To wit, the standard requirements for money is that it is a unit of account, a mechanism of exchange, and a store of value. Bitcoin has the first two, but not the third - there's nothing inherently valuable about certain mineable bits of information, hence nobody should be willing to hold it. Yet they are. And in response, few respectable academic theories seemed to have evolved much beyond 'people are idiots' and 'you can't short it'. At some point, this is a bit unsatisfactory. Shouldn't you at least consider the possibility that the third requirement is not actually 'store of value' but rather 'belief that the next guy will accept it'? In which case 'store of value' is just a way of getting there, and Bitcoin seems to be on the way to being accepted without it.
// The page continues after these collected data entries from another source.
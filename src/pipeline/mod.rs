//! End-to-end orchestration of the assembly, missingness and imputation
//! stages.
//!
//! Every stage takes its input tables as parameters and returns new tables;
//! there is no shared ambient workspace. Data flows strictly forward: raw
//! snapshots -> cohort table -> missingness reports (side output) ->
//! predictor table -> imputed ensemble.

use arrow::record_batch::RecordBatch;
use log::info;
use std::path::Path;

use crate::assemble::{
    Recode, SelectedObservations, collection_start, derive_total_score, first_observation,
    left_join, left_join_many,
};
use crate::config::PipelineConfig;
use crate::error::{Error, Result};
use crate::impute::{ChainedEquations, ImputationEngine};
use crate::labels::VariableLabels;
use crate::missing::{PatternTable, SummaryTable, missing_pattern, missing_summary};
use crate::store;
use crate::tabular;
use crate::variables::{
    ASSESSMENT_DATE, INVESTIGATION, PANEL, PERSON_ID, SELF_REPORT, SOCIODEMOGRAPHIC, UCLA_ITEMS,
    UCLA_TOTAL, VISIT_ID, imputation_columns,
};

/// Input snapshot file names under the configured input directory
pub mod inputs {
    /// Primary cohort table: general health with the UCLA items
    pub const GENERAL_HEALTH: &str = "general_health.parquet";
    /// Visit-to-person identity table
    pub const IDENTITY: &str = "identity.parquet";
    /// Sociodemographic measures
    pub const SOCIODEMOGRAPHIC: &str = "sociodemographic.parquet";
    /// Self-report questionnaire totals
    pub const SELF_REPORT: &str = "self_report.parquet";
    /// Administrative-investigation measures
    pub const INVESTIGATION: &str = "investigation.parquet";
    /// Panel-assessment measures
    pub const PANEL: &str = "panel.parquet";
    /// Variable-label lookup (two columns: variable, label)
    pub const VARIABLE_LABELS: &str = "variable_labels.parquet";
}

/// Pattern and summary tables for one measure group
#[derive(Debug)]
pub struct MeasureReport {
    /// Group name
    pub group: &'static str,
    /// Distinct missingness patterns
    pub pattern: PatternTable,
    /// Per-column missingness summary
    pub summary: SummaryTable,
}

/// What a completed run produced
#[derive(Debug)]
pub struct RunSummary {
    /// Rows in the assembled cohort (one per person)
    pub cohort_rows: usize,
    /// Persons dropped for lack of a qualifying observation
    pub dropped_persons: usize,
    /// Missingness reports per measure group
    pub reports: Vec<MeasureReport>,
    /// Rows in the persisted predictor table
    pub predictor_rows: usize,
    /// Completed datasets in the persisted ensemble
    pub ensemble_size: usize,
}

/// Assemble the cohort: one row per person at their first qualifying
/// UCLA assessment inside the collection window.
///
/// The window start is the instrument rollout date, derived once as the
/// earliest assessment with all three items observed; earlier visits are
/// out of the collection window, not missing data.
pub fn assemble_cohort(
    general_health: &RecordBatch,
    identity: &RecordBatch,
) -> Result<SelectedObservations> {
    let with_person = left_join(general_health, identity, VISIT_ID)?;
    let start = collection_start(&with_person, ASSESSMENT_DATE, UCLA_ITEMS)?.ok_or_else(|| {
        Error::NoCollectionWindow {
            instrument: "ucla".to_string(),
        }
    })?;
    info!("UCLA collection window starts {start}");
    first_observation(
        &with_person,
        PERSON_ID,
        VISIT_ID,
        ASSESSMENT_DATE,
        UCLA_ITEMS,
        start,
    )
}

/// Left-join the auxiliary measure tables onto the cohort and derive the
/// UCLA total score
pub fn attach_measures(
    cohort: &RecordBatch,
    sociodemographic: &RecordBatch,
    self_report: &RecordBatch,
    investigation: &RecordBatch,
    panel: &RecordBatch,
) -> Result<RecordBatch> {
    let joined = left_join_many(
        cohort,
        &[
            (sociodemographic, VISIT_ID),
            (self_report, VISIT_ID),
            (investigation, VISIT_ID),
            (panel, VISIT_ID),
        ],
    )?;
    let items: Vec<(&str, Recode)> = UCLA_ITEMS
        .iter()
        .map(|item| (*item, Recode::Identity))
        .collect();
    derive_total_score(&joined, UCLA_TOTAL, &items)
}

/// Compute the pattern and summary tables for every measure group
pub fn measure_reports(
    table: &RecordBatch,
    labels: &VariableLabels,
) -> Result<Vec<MeasureReport>> {
    let groups: [(&'static str, &[&str]); 5] = [
        ("ucla", UCLA_ITEMS),
        ("sociodemographic", SOCIODEMOGRAPHIC),
        ("self_report", SELF_REPORT),
        ("investigation", INVESTIGATION),
        ("panel", PANEL),
    ];

    groups
        .iter()
        .map(|(group, columns)| {
            let pattern = missing_pattern(table, columns, labels)?;
            let summary = missing_summary(table, columns, labels)?;
            info!(
                "{group}: {} pattern(s), {} complete case(s) of {} ({}%)",
                pattern.rows.len(),
                summary.complete_cases,
                summary.total_rows,
                summary.complete_percent
            );
            Ok(MeasureReport {
                group,
                pattern,
                summary,
            })
        })
        .collect()
}

/// Project the analysis table to the visit key plus the imputation columns
pub fn predictor_table(table: &RecordBatch) -> Result<RecordBatch> {
    let mut columns = vec![VISIT_ID];
    columns.extend(imputation_columns());
    tabular::project(table, &columns)
}

/// Run the full pipeline from input snapshots to persisted artifacts
pub fn run(config: &PipelineConfig) -> Result<RunSummary> {
    info!("{config}");
    let load = |name: &str| store::read_table(&config.input_dir.join(name));

    let general_health = load(inputs::GENERAL_HEALTH)?;
    let identity = load(inputs::IDENTITY)?;
    let sociodemographic = load(inputs::SOCIODEMOGRAPHIC)?;
    let self_report = load(inputs::SELF_REPORT)?;
    let investigation = load(inputs::INVESTIGATION)?;
    let panel = load(inputs::PANEL)?;
    let labels = VariableLabels::from_batch(&load(inputs::VARIABLE_LABELS)?, "variable", "label")?;

    let cohort = assemble_cohort(&general_health, &identity)?;
    info!(
        "assembled cohort: {} person(s), {} dropped",
        cohort.table.num_rows(),
        cohort.dropped.len()
    );

    let analysis = attach_measures(
        &cohort.table,
        &sociodemographic,
        &self_report,
        &investigation,
        &panel,
    )?;

    let reports = measure_reports(&analysis, &labels)?;

    let predictors = predictor_table(&analysis)?;
    store::write_table(&predictors, &predictor_path(&config.output_dir))?;

    let columns = imputation_columns();
    let ensemble = ChainedEquations.impute(&predictors, &columns, &config.impute)?;
    store::write_ensemble(&ensemble, &ensemble_dir(&config.output_dir))?;

    Ok(RunSummary {
        cohort_rows: cohort.table.num_rows(),
        dropped_persons: cohort.dropped.len(),
        reports,
        predictor_rows: predictors.num_rows(),
        ensemble_size: ensemble.completed.len(),
    })
}

/// Path of the persisted predictor table under `output_dir`
#[must_use]
pub fn predictor_path(output_dir: &Path) -> std::path::PathBuf {
    output_dir.join("predictors.parquet")
}

/// Directory of the persisted ensemble under `output_dir`
#[must_use]
pub fn ensemble_dir(output_dir: &Path) -> std::path::PathBuf {
    output_dir.join("ensemble")
}
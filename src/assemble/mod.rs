//! Dataset assembly: first-observation selection, left joins, derived scores.
//!
//! The assembler turns visit-keyed source tables into one row per person
//! (the first chronological qualifying observation inside the collection
//! window), enriched with auxiliary measures via key-preserving left joins.

pub mod join;
pub mod score;
pub mod window;

pub use join::{left_join, left_join_many};
pub use score::{Recode, derive_total_score};
pub use window::{SelectedObservations, collection_start, first_observation, first_observation_strict};
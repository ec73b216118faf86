//! Key-preserving left joins of auxiliary measure tables.

use arrow::array::Array;
use arrow::datatypes::{Field, Schema};
use arrow::record_batch::RecordBatch;
use rustc_hash::FxHashMap;
use std::sync::Arc;

use crate::error::{Error, Result};
use crate::tabular;

/// Left-join `aux` onto `base` by the `key` column.
///
/// The base row count and order are preserved; base rows without a match
/// receive nulls in the auxiliary columns. Duplicate keys in `aux` are an
/// ambiguous join and surface as [`Error::AmbiguousJoin`] rather than
/// fanning out rows. The key column itself is not duplicated in the output.
pub fn left_join(base: &RecordBatch, aux: &RecordBatch, key: &str) -> Result<RecordBatch> {
    let base_keys = tabular::str_column(base, key)?;
    let aux_keys = tabular::str_column(aux, key)?;

    // Index the auxiliary table by key, rejecting duplicates.
    let mut index: FxHashMap<&str, usize> = FxHashMap::default();
    let mut counts: FxHashMap<&str, usize> = FxHashMap::default();
    for row in 0..aux.num_rows() {
        if aux_keys.is_null(row) {
            continue;
        }
        let k = aux_keys.value(row);
        let n = counts.entry(k).or_insert(0);
        *n += 1;
        if *n > 1 {
            return Err(Error::AmbiguousJoin {
                key: k.to_string(),
                count: *n,
            });
        }
        index.insert(k, row);
    }

    // Columns carried over from the auxiliary table, key excluded.
    let aux_schema = aux.schema();
    let mut carried: Vec<&str> = Vec::new();
    for field in aux_schema.fields() {
        let name = field.name().as_str();
        if name == key {
            continue;
        }
        if base.schema().index_of(name).is_ok() {
            return Err(Error::DuplicateColumn {
                column: name.to_string(),
            });
        }
        carried.push(name);
    }

    let indices: Vec<Option<usize>> = (0..base.num_rows())
        .map(|row| {
            if base_keys.is_null(row) {
                None
            } else {
                index.get(base_keys.value(row)).copied()
            }
        })
        .collect();

    let aux_projected = tabular::project(aux, &carried)?;
    let aux_taken = tabular::take_rows_nullable(&aux_projected, &indices)?;

    let mut fields: Vec<Field> = base
        .schema()
        .fields()
        .iter()
        .map(|f| f.as_ref().clone())
        .collect();
    fields.extend(
        aux_taken
            .schema()
            .fields()
            .iter()
            .map(|f| f.as_ref().clone()),
    );

    let mut columns = base.columns().to_vec();
    columns.extend(aux_taken.columns().iter().cloned());

    Ok(RecordBatch::try_new(
        Arc::new(Schema::new(fields)),
        columns,
    )?)
}

/// Sequentially left-join several auxiliary tables onto `base`
pub fn left_join_many(base: &RecordBatch, auxiliaries: &[(&RecordBatch, &str)]) -> Result<RecordBatch> {
    let mut joined = base.clone();
    for (aux, key) in auxiliaries {
        joined = left_join(&joined, aux, key)?;
    }
    Ok(joined)
}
And once something becomes widely accepted, this belief becomes self-fulfulling.

The reason that I think it behooves one to have a little modesty in one's own theories here is that I am almost certain that if you took academic economists from 100 years ago and told them that instead of trading gold-backed currencies, people will be entirely comfortable accepting otherwise worthless pieces of paper issued by the government, and nobody will think this odd, they would say you were crazy. And frankly, they'd have a point. After the fact, economists will be around to tell you that the key thing actually is that the bits of paper have a reliable value as a way to pay tax bills. But doesn't this sound like a rationalisation? It's certainly a lot flimsier than 'it's tradable for actual gold', and yet a) here we are, and b) people are now saying that any further decline in the inherent value of currency is absolutely unthinkable, notwithstanding the huge decline we've already made.

There are tons of examples. Central banks themselves were a random populist intervention that economists took decades to even begin to rationalize. So was deposit insurance. These schemes both predated our formal understanding of why they seemed to work.

Given all this, I think it's okay, and probably even desirable, to have pretty darn flat priors about macroeconomic policy. You probably don't want massive deflation, to jack up interest rates to 20% overnight, or to permanently spend more than you earn. But you're a braver man than I if you think our current institutional arrangements are close to optimal.